Витамин D необходим для здоровья костной ткани и ряда важных функций организма. Недостаток витамина D негативно отражается на здоровье и на качестве жизни. Один из способов восполнить дефицит этого витамина – коррекция пищевого рациона.
Витамин D в пищевом рационе
Лосось
Многие виды рыб, и лосось в том числе, богаты витамином D.
Всего 100 г лосося обеспечит примерно 66 % суточной нормы витамина D. Если каждый день включать блюда из лосося в свой рацион, это обеспечит оптимальный уровень витамина D в организме и здоровую костную систему.
Важно помнить, что океанический лосось гораздо полезнее фермерского и богаче по содержанию питательных веществ.
Сельдь и сардины
Эту рыбу можно употреблять консервированной, копченой, маринованной.
100 г сельди в день обеспечит примерно 27 % суточной нормы витамина D.
Но консервированная сельдь содержит более высокую концентрацию натрия, который мы и так получаем в больших количествах. И важно помнить об этом, употребляя маринованную сельдь.
Такая жирная рыба, как скумбрия и палтус, тоже имеет в составе витамин D.
Яйца
Яйца содержат белок и высокий процент витамина D.

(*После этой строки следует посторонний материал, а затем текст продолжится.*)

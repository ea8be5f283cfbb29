//! Types shared between the search pipeline, the remote transport and the
//! header controllers.

mod query;
mod results;

pub use query::{Collection, Generation, SearchAttempt, SearchQuery, SearchScope};
pub(crate) use query::is_searchable;
pub use results::{CollectionHits, ItemSummary, ResultSet, SellerSummary};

Это полезно знать! Большинство микроэлементов и витамин D содержится в желтке, а белки и жиры — в яичном белке.
1 яйцо обеспечивает до 5% необходимой суточной нормы витамина D.
Показатель витамина D в яйцах варьируется в зависимости от количества солнечного излучения и качества корма, которым обеспечена курица в процессе выращивания. Птицы, которые потребляют пастбищный корм и обеспечены свободным выгулом на солнце, производят яйца с уровнем витамина D в 2-3 раза выше.
Дополнительные стратегии для получения витамина D
Коррекция образа жизни также может помочь увеличить поступление витамина D в организм.
Солнечный свет
Поэтому, если вы хотите повысить уровень витамина D, полезно почаще выходить на улицу в солнечную погоду.